At a farewell meeting as chief of Fair Trade Commission, he told reporters he is open to dialogue with conglomerate chiefs while drawing a clear line saying that incumbent Finance Minister Hong Nam-ki will keep his role as control tower on economic policies.
President Moon Jae-in’s new secretary for policy Kim Sang-jo
“I will maintain the stance of making a human-centered economy and creating a virtuous circle of income-led growth, innovation and fair economy,” he said.
“I have reiterated (as the FTC head) that a fair economy is the basis for innovative growth. (I believe) walking the middle line steadily (by not being swayed to either side) is the way for a fair economy.”
Over concerns that his appointment as top policy aide may put a damper on companies, Kim said, “There’s nothing for companies to be concerned. I will communicate more actively with businesses and labor unions, although it would be unofficial.”
The concerns chimed in with the mood in June 2017 when Kim, a former economics professor who was critical of chaebol scions abusing power to keep their family control over management, was appointed as the antitrust watchdog chief.
Despite concerns over his hard stance toward chaebol, he remained neutral while in public office.
In December, he told The Korea Herald that he believed the key to chaebol reforms is to make fair trade a solid practice in the market so that the public can experience fairness in their daily lives.
Rather than pushing for policies toward a fairer economy, Kim’s task appears to be curbing the nation’s economic slowdown.
Former policy aide, Kim Soo-hyun, was replaced in seven months reportedly amid growing concerns over Cheong Wa Dae’s failure in boosting economic growth.

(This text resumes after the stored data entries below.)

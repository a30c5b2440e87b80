//! Per-frame labels for one recorded sequence.

use crate::error::Result;
use handgest_data::{ClassId, LabelInterval, LabelMap, gesture_name};
use std::path::Path;

/// Gates a sample's gesture class by its active frame interval.
#[derive(Debug, Clone, Copy, PartialEq, Eq)]
pub struct SequenceLabeler {
    class_id: ClassId,
    interval: LabelInterval,
}

impl SequenceLabeler {
    pub fn new(class_id: ClassId, interval: LabelInterval) -> Self {
        Self { class_id, interval }
    }

    /// Resolve the gesture from the folder layout and read `label.txt`.
    pub fn for_sample(sample_dir: &Path, label_map: &LabelMap) -> Result<Self> {
        let gesture = gesture_name(sample_dir)?;
        let class_id = label_map.class_id(gesture, sample_dir)?;
        let interval = LabelInterval::read(sample_dir)?;
        Ok(Self::new(class_id, interval))
    }

    /// Class id inside the interval, background (`0`) outside.
    pub fn label_for(&self, frame_index: usize) -> ClassId {
        if self.interval.contains(frame_index) {
            self.class_id
        } else {
            0
        }
    }

    pub fn class_id(&self) -> ClassId {
        self.class_id
    }
}
//! Point cloud frames (`*.pcd`) to RGBD tensors via pinhole projection.

use super::{FrameTransform, RGBD_CHANNELS};
use crate::error::TransformError;
use glam::{EulerRot, Quat, Vec3};
use handgest_data::{PointCloud, load_point_cloud};
use ndarray::Array3;
use rand::SeedableRng;
use rand::rngs::StdRng;
use rand_distr::{Distribution, Normal};
use serde::{Deserialize, Serialize};
use std::path::Path;

/// Pinhole camera intrinsics at the capture resolution.
#[derive(Debug, Clone, Copy, PartialEq, Serialize, Deserialize)]
pub struct Intrinsics {
    pub width: u32,
    pub height: u32,
    pub fx: f32,
    pub fy: f32,
    pub cx: f32,
    pub cy: f32,
}

/// Gaussian pose perturbation, `[rx, ry, rz, tx, ty, tz]` (radians, meters).
#[derive(Debug, Clone, Copy, PartialEq, Serialize, Deserialize)]
pub struct Jitter {
    pub loc: [f32; 6],
    pub scale: [f32; 6],
}

/// Rigid pose applied to a cloud about its centroid.
#[derive(Debug, Clone, Copy, PartialEq)]
struct Pose {
    rotation: Quat,
    translation: Vec3,
}

/// Renders a point cloud into a `[4, H, W]` RGBD tensor.
///
/// Each cloud is rotated about its centroid by `angle` around X and moved so
/// its centroid sits at depth `z_target` (when positive). With a [`Jitter`],
/// every slot additionally gets its own perturbation, drawn from a generator
/// seeded by `(seed, slot)` so a slot sees a consistent viewpoint.
#[derive(Debug, Clone)]
pub struct PointCloudProjection {
    intrinsics: Intrinsics,
    width: u32,
    height: u32,
    angle: f32,
    z_target: f32,
    jitter: Option<Jitter>,
    seed: u64,
}

impl PointCloudProjection {
    pub fn new(intrinsics: Intrinsics, width: u32, height: u32) -> Self {
        Self {
            intrinsics,
            width,
            height,
            angle: 0.0,
            z_target: 0.0,
            jitter: None,
            seed: 0,
        }
    }

    pub fn with_angle(mut self, angle: f32) -> Self {
        self.angle = angle;
        self
    }

    pub fn with_z_target(mut self, z_target: f32) -> Self {
        self.z_target = z_target;
        self
    }

    pub fn with_jitter(mut self, jitter: Jitter, seed: u64) -> Self {
        self.jitter = Some(jitter);
        self.seed = seed;
        self
    }

    fn slot_pose(&self, slot: usize) -> Result<Pose, TransformError> {
        let Some(jitter) = self.jitter else {
            return Ok(Pose {
                rotation: Quat::IDENTITY,
                translation: Vec3::ZERO,
            });
        };
        let mut rng = StdRng::seed_from_u64(self.seed ^ slot as u64);
        let mut draw = [0.0f32; 6];
        for (i, value) in draw.iter_mut().enumerate() {
            let normal = Normal::new(jitter.loc[i], jitter.scale[i])
                .map_err(|e| TransformError::Shape(format!("invalid jitter: {}", e)))?;
            *value = normal.sample(&mut rng);
        }
        Ok(Pose {
            rotation: Quat::from_euler(EulerRot::XYZ, draw[0], draw[1], draw[2]),
            translation: Vec3::new(draw[3], draw[4], draw[5]),
        })
    }

    /// Render an already loaded cloud.
    pub fn render(&self, cloud: &PointCloud, slot: usize) -> Result<Array3<f32>, TransformError> {
        let (w, h) = (self.width as usize, self.height as usize);
        let mut tensor = Array3::<f32>::zeros((RGBD_CHANNELS, h, w));
        if cloud.is_empty() {
            return Ok(tensor);
        }

        let centroid = cloud.iter().map(|p| p.position).sum::<Vec3>() / cloud.len() as f32;
        let anchor = if self.z_target > 0.0 {
            Vec3::new(centroid.x, centroid.y, self.z_target)
        } else {
            centroid
        };
        let pose = self.slot_pose(slot)?;
        let rotation = pose.rotation * Quat::from_rotation_x(self.angle);

        let sx = self.width as f32 / self.intrinsics.width as f32;
        let sy = self.height as f32 / self.intrinsics.height as f32;
        let (fx, fy) = (self.intrinsics.fx * sx, self.intrinsics.fy * sy);
        let (cx, cy) = (self.intrinsics.cx * sx, self.intrinsics.cy * sy);

        let mut zbuffer = vec![f32::INFINITY; w * h];
        for point in cloud.iter() {
            let p = rotation * (point.position - centroid) + anchor + pose.translation;
            if p.z <= 0.0 {
                continue;
            }
            let u = (fx * p.x / p.z + cx).floor();
            let v = (fy * p.y / p.z + cy).floor();
            if u < 0.0 || v < 0.0 || u >= w as f32 || v >= h as f32 {
                continue;
            }
            let (u, v) = (u as usize, v as usize);
            let cell = &mut zbuffer[v * w + u];
            if p.z < *cell {
                *cell = p.z;
                tensor[[0, v, u]] = point.color.x;
                tensor[[1, v, u]] = point.color.y;
                tensor[[2, v, u]] = point.color.z;
                tensor[[3, v, u]] = p.z;
            }
        }
        Ok(tensor)
    }
}

impl FrameTransform for PointCloudProjection {
    fn frame_shape(&self) -> [usize; 3] {
        [RGBD_CHANNELS, self.height as usize, self.width as usize]
    }

    fn apply(&self, frame: &Path, slot: usize) -> Result<Array3<f32>, TransformError> {
        let cloud = load_point_cloud(frame)?;
        self.render(&cloud, slot)
    }
}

According to a report on the economic outlook released last month by the Organization for Economic Cooperation and Development, Korea’s economic growth rate was revised down to 2.4 percent from 2.6 percent in March and 2.8 percent in November.
“In the current situation, it is necessary to prioritize job creation and income necessary for the public,” Kim said.
While defining his new job at Cheong Wa Dae as a coordinator of government policies, Kim stressed that the role of controlling economic policies will be carried out by the finance minister.
During his tenure as the antitrust watchdog leader, Kim led revisions of the country’s Fair Trade Act for the first time in 38 years. The bill is still pending due to political bickering between the two main political parties.
The former corporate reform activist has built a career as an economist with strong links to nongovernmental organizations, and as a leading activist of chaebol reforms.